14. The keyless entry keypad apparatus of claim 8 wherein: the
imaging device includes a camera configured for capturing images
from visible light; the camera and the light emitting device are
both positioned on the interior space side of the window; and the
window, the camera and the light emitting device are all mounted on
one of a door of the vehicle.
15. The keyless entry keypad apparatus of claim 14 wherein: the
substance from which said keypad indicia are formed is a UV
fluorescent dye; said outputted light is predominantly in the UV
light spectrum; the window includes a layer of glass and a layer of
polymeric material adjoined to the layer of glass; the layer of
polymeric material is adjoined to a surface of the layer of glass
that faces an interior space of the vehicle when the window is
mounted on the vehicle; said keypad indicia is located one of at a
position between the layer of glass and the layer of polymeric
material and on a side of the layer of polymeric material that
faces the interior space of the vehicle.
16. The keyless entry keypad apparatus of claim 8 wherein the light
emitting device adjusts an intensity of said outputted light
dependent upon at least one of an ambient light level and a solar
intensity level.
17. A vehicle, comprising a window having keypad indicia provided
thereon, wherein the keypad indicia is formed using an ultra-violet
(UV) fluorescent dye that is nearly invisible to a human eye until
exposed to UV light; a UV light emitting device configured for
outputting UV light, wherein the light emitting device is mounted
on the vehicle for enabling said keypad indicia to be exposed to
said outputted UV light thereby causing said keypad indicia to
become readily visible by the human eye; an imaging device for
capturing user interaction with said keypad indicia while said
keypad indicia is exposed to said outputted UV light; and a keypad
interaction processor for determining if a sequence of body part
movements with respect to said keypad indicia that is captured by
the imaging device during exposure of said keypad indicia to said
outputted light corresponds to an access code of the vehicle.
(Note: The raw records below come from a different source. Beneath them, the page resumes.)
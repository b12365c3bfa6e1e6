//! Distance providers.
//!
//! A provider turns a list of locations into a [`DistanceMatrix`]. The
//! optimizer never talks to a provider; callers build the matrix first.
//!
//! [`FallbackProvider`] wraps an external [`RoutingService`] (road network,
//! mapping API) and fills anything the service cannot answer with the
//! great-circle distance, so callers always receive a complete matrix.

use thiserror::Error;
use tracing::warn;

use super::{haversine_km, DistanceMatrix};
use crate::models::Location;

/// Maximum origins (and destinations) per service request.
pub const SERVICE_BATCH_SIZE: usize = 25;

/// Failure reported by a [`RoutingService`].
#[derive(Debug, Clone, PartialEq, Error)]
#[error("routing service error: {message}")]
pub struct ServiceError {
    /// Human-readable cause.
    pub message: String,
}

impl ServiceError {
    /// Creates a new service error.
    pub fn new(message: impl Into<String>) -> Self {
        Self {
            message: message.into(),
        }
    }
}

/// Builds a distance matrix for a set of locations.
pub trait DistanceProvider {
    /// Returns the n×n matrix for `locations`, in the same order.
    fn distance_matrix(&self, locations: &[Location]) -> DistanceMatrix;
}

/// Closed-form great-circle distances in kilometres.
///
/// # Examples
///
/// ```
/// use u_colony::models::Location;
/// use u_colony::distance::{DistanceProvider, HaversineProvider};
///
/// let locations = vec![
///     Location::new("depot", 36.8841, 30.7056),
///     Location::new("store", 36.9000, 30.7200),
/// ];
/// let dm = HaversineProvider.distance_matrix(&locations);
/// assert_eq!(dm.size(), 2);
/// assert_eq!(dm.get(0, 0), 0.0);
/// assert!(dm.get(0, 1) > 0.0);
/// ```
#[derive(Debug, Clone, Copy, Default)]
pub struct HaversineProvider;

impl DistanceProvider for HaversineProvider {
    fn distance_matrix(&self, locations: &[Location]) -> DistanceMatrix {
        let n = locations.len();
        let mut dm = DistanceMatrix::new(n);
        for i in 0..n {
            for j in (i + 1)..n {
                let d = haversine_km(&locations[i], &locations[j]);
                dm.set(i, j, d);
                dm.set(j, i, d);
            }
        }
        dm
    }
}

/// An external source of travel distances (e.g. a road-network API).
pub trait RoutingService {
    /// Returns distances in kilometres for every (origin, destination) pair.
    ///
    /// The outer vector follows `origins`, the inner one `destinations`.
    /// A `None` cell means the service had no answer for that pair.
    fn distances(
        &self,
        origins: &[Location],
        destinations: &[Location],
    ) -> Result<Vec<Vec<Option<f64>>>, ServiceError>;
}

/// Queries a [`RoutingService`] and falls back to great-circle distances.
///
/// Requests are issued in blocks of at most [`SERVICE_BATCH_SIZE`] origins
/// by [`SERVICE_BATCH_SIZE`] destinations. A block that fails as a whole, or
/// an individual cell that is missing, negative or non-finite, is filled
/// with [`haversine_km`]. Diagonal entries are always zero.
pub struct FallbackProvider<S> {
    service: Option<S>,
}

impl<S: RoutingService> FallbackProvider<S> {
    /// Creates a provider backed by `service`.
    pub fn new(service: S) -> Self {
        Self {
            service: Some(service),
        }
    }

    /// Creates a provider with no service (e.g. missing credentials).
    ///
    /// Every cell is computed with the haversine formula.
    pub fn without_service() -> Self {
        Self { service: None }
    }

    fn fill_block(
        &self,
        service: &S,
        locations: &[Location],
        rows: std::ops::Range<usize>,
        cols: std::ops::Range<usize>,
        dm: &mut DistanceMatrix,
    ) {
        let block = match service.distances(&locations[rows.clone()], &locations[cols.clone()]) {
            Ok(block) => block,
            Err(e) => {
                warn!(
                    rows = ?rows,
                    cols = ?cols,
                    error = %e,
                    "routing service failed, using great-circle distances for block"
                );
                Vec::new()
            }
        };

        for (bi, i) in rows.enumerate() {
            for (bj, j) in cols.clone().enumerate() {
                if i == j {
                    dm.set(i, j, 0.0);
                    continue;
                }
                let cell = block.get(bi).and_then(|r| r.get(bj)).copied().flatten();
                let d = match cell {
                    Some(d) if d.is_finite() && d >= 0.0 => d,
                    _ => haversine_km(&locations[i], &locations[j]),
                };
                dm.set(i, j, d);
            }
        }
    }
}

impl<S: RoutingService> DistanceProvider for FallbackProvider<S> {
    fn distance_matrix(&self, locations: &[Location]) -> DistanceMatrix {
        let service = match &self.service {
            Some(s) => s,
            None => {
                warn!("no routing service configured, using great-circle distances");
                return HaversineProvider.distance_matrix(locations);
            }
        };

        let n = locations.len();
        let mut dm = DistanceMatrix::new(n);
        for row_start in (0..n).step_by(SERVICE_BATCH_SIZE) {
            let rows = row_start..(row_start + SERVICE_BATCH_SIZE).min(n);
            for col_start in (0..n).step_by(SERVICE_BATCH_SIZE) {
                let cols = col_start..(col_start + SERVICE_BATCH_SIZE).min(n);
                self.fill_block(service, locations, rows.clone(), cols, &mut dm);
            }
        }
        dm
    }
}
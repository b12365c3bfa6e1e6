//! Distance matrices and distance providers.
//!
//! Provides a dense distance matrix plus the boundary types that build one
//! from geographic locations.

mod haversine;
mod matrix;
mod provider;

pub use haversine::{haversine_km, EARTH_RADIUS_KM};
pub use matrix::DistanceMatrix;
pub use provider::{
    DistanceProvider, FallbackProvider, HaversineProvider, RoutingService, ServiceError,
    SERVICE_BATCH_SIZE,
};
use criterion::{black_box, criterion_group, criterion_main, Criterion};

use pm_events::{EventData, EventHandle, EventKind};
use pm_model::JoinOp;
use pm_runtime::StateMachine;
use pm_table::{compile_join_op, JoinMember, OptimizeOptions, ProgramTable};

fn term(idx: u32) -> EventHandle {
    EventHandle::new(EventKind::Term, idx).unwrap()
}

fn expr(idx: u32) -> EventHandle {
    EventHandle::new(EventKind::Expression, idx).unwrap()
}

/// A table with a mix of join kinds over a shared vocabulary of 32 terms,
/// approximating the branching factor a real pattern set presents to the
/// dispatcher.
fn build_table() -> ProgramTable {
    let mut table = ProgramTable::new();
    for base in 0..32u32 {
        let a = term(base + 1);
        let b = term(((base + 5) % 32) + 1);
        let c = term(((base + 11) % 32) + 1);

        let seq = compile_join_op(
            JoinOp::Sequence,
            &[JoinMember::new(a, 0), JoinMember::new(b, 0)],
            20,
            0,
            expr(base + 1),
            base + 1,
        )
        .unwrap();
        table.install_join(seq).unwrap();

        let within = compile_join_op(
            JoinOp::Within,
            &[JoinMember::new(a, 0), JoinMember::new(b, 0), JoinMember::new(c, 0)],
            8,
            0,
            expr(base + 100),
            base + 100,
        )
        .unwrap();
        table.install_join(within).unwrap();
    }
    table.optimize(OptimizeOptions::default()).unwrap();
    table
}

fn dispatch_throughput(c: &mut Criterion) {
    let table = build_table();

    c.bench_function("dispatch_10k_terms", |bencher| {
        bencher.iter(|| {
            let mut sm = StateMachine::new(&table);
            for pos in 1..10_000u32 {
                let handle = term((pos % 32) + 1);
                let data = EventData::single(handle, pos, 0, pos);
                sm.set_current_pos(pos).unwrap();
                sm.do_transition(handle, data).unwrap();
            }
            black_box(sm.results().len())
        });
    });
}

criterion_group!(benches, dispatch_throughput);
criterion_main!(benches);
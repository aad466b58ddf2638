//! The five recognized pattern-matching compile options
//! (`stopwordOccurrenceFactor`, `weightFactor`, `maxRange`, `maxResultSize`,
//! `exclusive`), an optional `patternmatcher.toml` defaults file, and the
//! glue turning both into the option structs `pm-table` and `pm-reconcile`
//! actually consume.

mod error;

use std::{fs, path::PathBuf};

use serde::Deserialize;

pub use error::ConfigError;

use pm_reconcile::ReconcileOptions;
use pm_table::OptimizeOptions;

/// The live, merged set of compile options a `PatternMatcherInstance` holds.
/// Unlike [`OptionsFile`], every field here has a concrete value — loading
/// and `define_option` calls only ever narrow it further.
#[derive(Debug, Clone, Copy, PartialEq)]
pub struct BuilderOptions {
    pub stopword_occurrence_factor: f64,
    pub weight_factor: f64,
    pub max_range: Option<u32>,
    pub max_result_size: u32,
    pub exclusive: bool,
}

impl Default for BuilderOptions {
    fn default() -> Self {
        Self {
            stopword_occurrence_factor: 1.0,
            weight_factor: 1.0,
            max_range: None,
            max_result_size: 100,
            exclusive: false,
        }
    }
}

impl BuilderOptions {
    /// The option names `define_option` accepts, in declaration order.
    pub fn compile_option_names() -> &'static [&'static str] {
        &[
            "stopwordOccurrenceFactor",
            "weightFactor",
            "maxRange",
            "exclusive",
            "maxResultSize",
        ]
    }

    /// Set one option by its (case-insensitive) name. `exclusive` ignores
    /// `value` and is simply switched on, matching the reference engine's
    /// `defineOption` (a boolean option expressed through the same
    /// `(name, f64)` call signature every option shares).
    pub fn define_option(&mut self, name: &str, value: f64) -> Result<(), ConfigError> {
        if name.eq_ignore_ascii_case("stopwordOccurrenceFactor") {
            self.stopword_occurrence_factor = value;
        } else if name.eq_ignore_ascii_case("weightFactor") {
            self.weight_factor = value;
        } else if name.eq_ignore_ascii_case("maxRange") {
            self.max_range = Some(round_option(value));
        } else if name.eq_ignore_ascii_case("maxResultSize") {
            self.max_result_size = round_option(value);
        } else if name.eq_ignore_ascii_case("exclusive") {
            self.exclusive = true;
        } else {
            return Err(ConfigError::UnknownOption { name: name.to_string() });
        }
        tracing::trace!(target: "pm.config", name, value, "option_defined");
        Ok(())
    }

    pub fn to_optimize_options(&self) -> OptimizeOptions {
        OptimizeOptions {
            stopword_occurrence_factor: self.stopword_occurrence_factor,
            weight_factor: self.weight_factor,
            max_range: self.max_range,
        }
    }

    pub fn to_reconcile_options(&self) -> ReconcileOptions {
        ReconcileOptions {
            exclusive: self.exclusive,
            max_result_size: self.max_result_size,
        }
    }
}

fn round_option(value: f64) -> u32 {
    (value + f64::EPSILON) as u32
}

/// The on-disk shape of `patternmatcher.toml`: every field optional, so a
/// partial file only overrides what it names.
#[derive(Debug, Deserialize, Default, Clone, Copy)]
pub struct OptionsFile {
    #[serde(default)]
    pub stopword_occurrence_factor: Option<f64>,
    #[serde(default)]
    pub weight_factor: Option<f64>,
    #[serde(default)]
    pub max_range: Option<u32>,
    #[serde(default)]
    pub max_result_size: Option<u32>,
    #[serde(default)]
    pub exclusive: Option<bool>,
}

impl OptionsFile {
    fn apply_to(self, opts: &mut BuilderOptions) {
        if let Some(v) = self.stopword_occurrence_factor {
            opts.stopword_occurrence_factor = v;
        }
        if let Some(v) = self.weight_factor {
            opts.weight_factor = v;
        }
        if let Some(v) = self.max_range {
            opts.max_range = Some(v);
        }
        if let Some(v) = self.max_result_size {
            opts.max_result_size = v;
        }
        if let Some(v) = self.exclusive {
            opts.exclusive = v;
        }
    }
}

/// Locate the effective config path: `./patternmatcher.toml` if present,
/// otherwise the platform config directory.
pub fn discover() -> PathBuf {
    let local = PathBuf::from("patternmatcher.toml");
    if local.exists() {
        return local;
    }
    if let Some(dir) = dirs::config_dir() {
        return dir.join("patternmatcher").join("patternmatcher.toml");
    }
    PathBuf::from("patternmatcher.toml")
}

/// Load `path` (or the result of [`discover`]) over the compiled-in
/// defaults. A missing or unparseable file silently falls back to defaults,
/// matching the original engine's "config is always optional" posture.
pub fn load_from(path: Option<PathBuf>) -> BuilderOptions {
    let path = path.unwrap_or_else(discover);
    let mut opts = BuilderOptions::default();

    match fs::read_to_string(&path) {
        Ok(content) => match toml::from_str::<OptionsFile>(&content) {
            Ok(file) => {
                file.apply_to(&mut opts);
                tracing::debug!(target: "pm.config", path = %path.display(), "options_loaded");
            }
            Err(err) => {
                tracing::warn!(target: "pm.config", path = %path.display(), error = %err, "options_file_unparsable_using_defaults");
            }
        },
        Err(_) => {
            tracing::debug!(target: "pm.config", path = %path.display(), "no_options_file_using_defaults");
        }
    }

    opts
}

#[cfg(test)]
mod tests {
    use super::*;

    #[test]
    fn unknown_option_name_is_rejected() {
        let mut opts = BuilderOptions::default();
        let err = opts.define_option("bogus", 1.0).unwrap_err();
        assert!(matches!(err, ConfigError::UnknownOption { .. }));
    }

    #[test]
    fn exclusive_ignores_its_value_argument() {
        let mut opts = BuilderOptions::default();
        opts.define_option("exclusive", 0.0).unwrap();
        assert!(opts.exclusive);
    }

    #[test]
    fn option_names_are_case_insensitive() {
        let mut opts = BuilderOptions::default();
        opts.define_option("MAXRANGE", 42.0).unwrap();
        assert_eq!(opts.max_range, Some(42));
    }

    #[test]
    fn missing_file_falls_back_to_defaults() {
        let opts = load_from(Some(PathBuf::from("/nonexistent/patternmatcher.toml")));
        assert_eq!(opts, BuilderOptions::default());
    }

    #[test]
    fn partial_file_only_overrides_named_fields() {
        let dir = tempfile::tempdir().unwrap();
        let path = dir.path().join("patternmatcher.toml");
        fs::write(&path, "max_result_size = 250\nexclusive = true\n").unwrap();

        let opts = load_from(Some(path));
        assert_eq!(opts.max_result_size, 250);
        assert!(opts.exclusive);
        assert_eq!(opts.weight_factor, BuilderOptions::default().weight_factor);
    }

    #[test]
    fn compile_option_names_lists_all_five() {
        assert_eq!(BuilderOptions::compile_option_names().len(), 5);
    }
}
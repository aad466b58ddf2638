//! Lowers a [`JoinOp`] plus its member events into one [`ActionSlotDef`] and
//! an ordered list of [`Trigger`]s, per the join-operation compilation
//! table. This is a pure function: it neither mutates a [`crate::ProgramTable`]
//! nor looks at runtime state.

use pm_events::EventHandle;
use pm_model::{ActionSlotDef, JoinOp, SigType, Trigger};

use crate::error::BuildError;

/// Largest argument count a `Within`-family join may address; each member
/// claims one bit of a 32-bit mask.
const WITHIN_MAX_ARGC: u32 = 32;

/// One member event feeding a join expression, with its optional attached
/// variable (`0` meaning none).
#[derive(Debug, Clone, Copy)]
pub struct JoinMember {
    pub event: EventHandle,
    pub variable: u32,
}

impl JoinMember {
    pub fn new(event: EventHandle, variable: u32) -> Self {
        Self { event, variable }
    }
}

/// The slot and triggers a [`JoinOp`] compiles to, ready to install into a
/// [`crate::ProgramTable`] via `create_program`/`create_trigger`.
#[derive(Debug)]
pub struct CompiledJoin {
    pub range: u32,
    pub slot: ActionSlotDef,
    pub triggers: Vec<Trigger>,
}

/// Compile `op` applied to `members` into a slot/trigger set.
///
/// `cardinality` is only meaningful for `Any`/`And`; pass `0` to use the
/// join operator's default (`1` for `Any`, `argc` for `And`). A
/// `cardinality` greater than `argc` is clamped rather than rejected.
pub fn compile_join_op(
    op: JoinOp,
    members: &[JoinMember],
    range: u32,
    cardinality: u32,
    event_on_fire: EventHandle,
    result_handle: u32,
) -> Result<CompiledJoin, BuildError> {
    let argc = members.len() as u32;
    if argc == 0 {
        return Err(BuildError::ArgOutOfRange {
            what: "argc",
            value: 0,
            max: u32::MAX,
        });
    }

    match op {
        JoinOp::Sequence | JoinOp::SequenceImm => {
            let slot_sig_type = if op == JoinOp::Sequence {
                SigType::Sequence
            } else {
                SigType::SequenceImm
            };
            let slot = ActionSlotDef {
                sig_type: slot_sig_type,
                init_sigval: argc,
                init_count: argc,
                event_on_fire,
                result_handle,
            };
            let triggers = members
                .iter()
                .enumerate()
                .map(|(i, m)| {
                    let i = i as u32;
                    let sig_type = if op == JoinOp::SequenceImm && i > 0 {
                        SigType::SequenceImm
                    } else {
                        SigType::Sequence
                    };
                    Trigger {
                        event: m.event,
                        is_key: i == 0,
                        sig_type,
                        sig_val: argc - i,
                        variable: m.variable,
                    }
                })
                .collect();
            Ok(CompiledJoin {
                range,
                slot,
                triggers,
            })
        }

        JoinOp::SequenceStruct => {
            require_delimiter_and_member(argc)?;
            let slot = ActionSlotDef {
                sig_type: SigType::Sequence,
                init_sigval: argc - 1,
                init_count: argc - 1,
                event_on_fire,
                result_handle,
            };
            let triggers = members
                .iter()
                .enumerate()
                .map(|(i, m)| {
                    let i = i as u32;
                    if i == 0 {
                        Trigger {
                            event: m.event,
                            is_key: false,
                            sig_type: SigType::Del,
                            sig_val: 0,
                            variable: m.variable,
                        }
                    } else {
                        Trigger {
                            event: m.event,
                            is_key: i == 1,
                            sig_type: SigType::Sequence,
                            sig_val: argc - i,
                            variable: m.variable,
                        }
                    }
                })
                .collect();
            Ok(CompiledJoin {
                range,
                slot,
                triggers,
            })
        }

        JoinOp::Within => {
            if argc > WITHIN_MAX_ARGC {
                return Err(BuildError::ArgOutOfRange {
                    what: "Within argc",
                    value: argc,
                    max: WITHIN_MAX_ARGC,
                });
            }
            let slot = ActionSlotDef {
                sig_type: SigType::Within,
                init_sigval: u32::MAX,
                init_count: argc,
                event_on_fire,
                result_handle,
            };
            let triggers = members
                .iter()
                .enumerate()
                .map(|(i, m)| {
                    let i = i as u32;
                    Trigger {
                        event: m.event,
                        is_key: true,
                        sig_type: SigType::Within,
                        sig_val: 1 << (argc - i - 1),
                        variable: m.variable,
                    }
                })
                .collect();
            Ok(CompiledJoin {
                range,
                slot,
                triggers,
            })
        }

        JoinOp::WithinStruct => {
            require_delimiter_and_member(argc)?;
            let non_delim = argc - 1;
            if non_delim >= WITHIN_MAX_ARGC {
                return Err(BuildError::ArgOutOfRange {
                    what: "WithinStruct argc",
                    value: non_delim,
                    max: WITHIN_MAX_ARGC - 1,
                });
            }
            let slot = ActionSlotDef {
                sig_type: SigType::Within,
                init_sigval: u32::MAX,
                init_count: non_delim,
                event_on_fire,
                result_handle,
            };
            let triggers = members
                .iter()
                .enumerate()
                .map(|(i, m)| {
                    let i = i as u32;
                    if i == 0 {
                        Trigger {
                            event: m.event,
                            is_key: false,
                            sig_type: SigType::Del,
                            sig_val: 0,
                            variable: m.variable,
                        }
                    } else {
                        Trigger {
                            event: m.event,
                            is_key: true,
                            sig_type: SigType::Within,
                            sig_val: 1 << (argc - i),
                            variable: m.variable,
                        }
                    }
                })
                .collect();
            Ok(CompiledJoin {
                range,
                slot,
                triggers,
            })
        }

        JoinOp::Any | JoinOp::And => {
            let sig_type = if op == JoinOp::Any {
                SigType::Any
            } else {
                SigType::And
            };
            let default_count = if op == JoinOp::Any { 1 } else { argc };
            let mut count = if cardinality == 0 {
                default_count
            } else {
                cardinality
            };
            if count > argc {
                // Open question (see DESIGN.md): clamp rather than reject.
                count = argc;
            }
            let slot = ActionSlotDef {
                sig_type,
                init_sigval: 0,
                init_count: count,
                event_on_fire,
                result_handle,
            };
            let triggers = members
                .iter()
                .map(|m| Trigger {
                    event: m.event,
                    is_key: true,
                    sig_type,
                    sig_val: 0,
                    variable: m.variable,
                })
                .collect();
            Ok(CompiledJoin {
                range,
                slot,
                triggers,
            })
        }
    }
}

fn require_delimiter_and_member(argc: u32) -> Result<(), BuildError> {
    if argc < 2 {
        Err(BuildError::ArgOutOfRange {
            what: "argc (a delimiter plus at least one member is required)",
            value: argc,
            max: u32::MAX,
        })
    } else {
        Ok(())
    }
}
18. The vehicle of claim 17 wherein the UV light emitting device
includes a light emitting diode (LED) from which said UV light is
emitted.
19. The vehicle of claim 17 wherein: the window includes a layer of
glass and a layer of polymeric material adjoined to the layer of
glass; the layer of polymeric material is adjoined to a surface of
the layer of glass that faces an interior space of the vehicle;
said keypad indicia is located one of at a position between the
layer of glass and the layer of polymeric material and on a side of
the layer of polymeric material that faces the interior space of
the vehicle.
20. The vehicle of claim 17 wherein: the imaging device includes a
camera configured for generating images from visible light; the
camera and the light emitting device are both positioned on the
interior space side of the window; and the window, the camera and
the light emitting device are all mounted on a door of the
vehicle.
21. The vehicle of claim 20 wherein: the window includes a layer of
glass and a layer of polymeric material adjoined to the layer of
glass; the layer of polymeric material is adjoined to a surface of
the layer of glass that faces an interior space of the vehicle;
said keypad indicia is located one of at a position between the
layer of glass and the layer of polymeric material and on a side of
the layer of polymeric material that faces the interior space of
the vehicle.
22. The vehicle of claim 17 wherein the light emitting device
adjusts an intensity of said outputted light dependent upon at
least one of an ambient light level and a solar intensity
level.
23. A method of using a virtual vehicle entry keypad that is
integral with a window of a vehicle to gain access to an interior
space of the vehicle, comprising: detecting presence of a person
attempting to gain access to the interior space of the vehicle
through a door of the vehicle; determining that manual access
authentication is required by the person for allowing access to the
interior space after detecting presence of the person; energizing a
light emitting device for causing light of a specified
configuration to be outputted therefrom in response to determining
that manual access authentication is required, wherein said
outputted light causes the virtual vehicle entry keypad to become
visible by a human eye within a layer of light reactive substance
integral with the window and wherein the layer of light reactive
substance is nearly invisible to the human eye when not exposed to
said outputted light; monitoring interaction between the person and
the virtual vehicle entry keypad while the light emitting device is
energized; and determining if said captured interaction corresponds
to successful entry of an access code required for enabling the
person to gain access to the interior space of the vehicle.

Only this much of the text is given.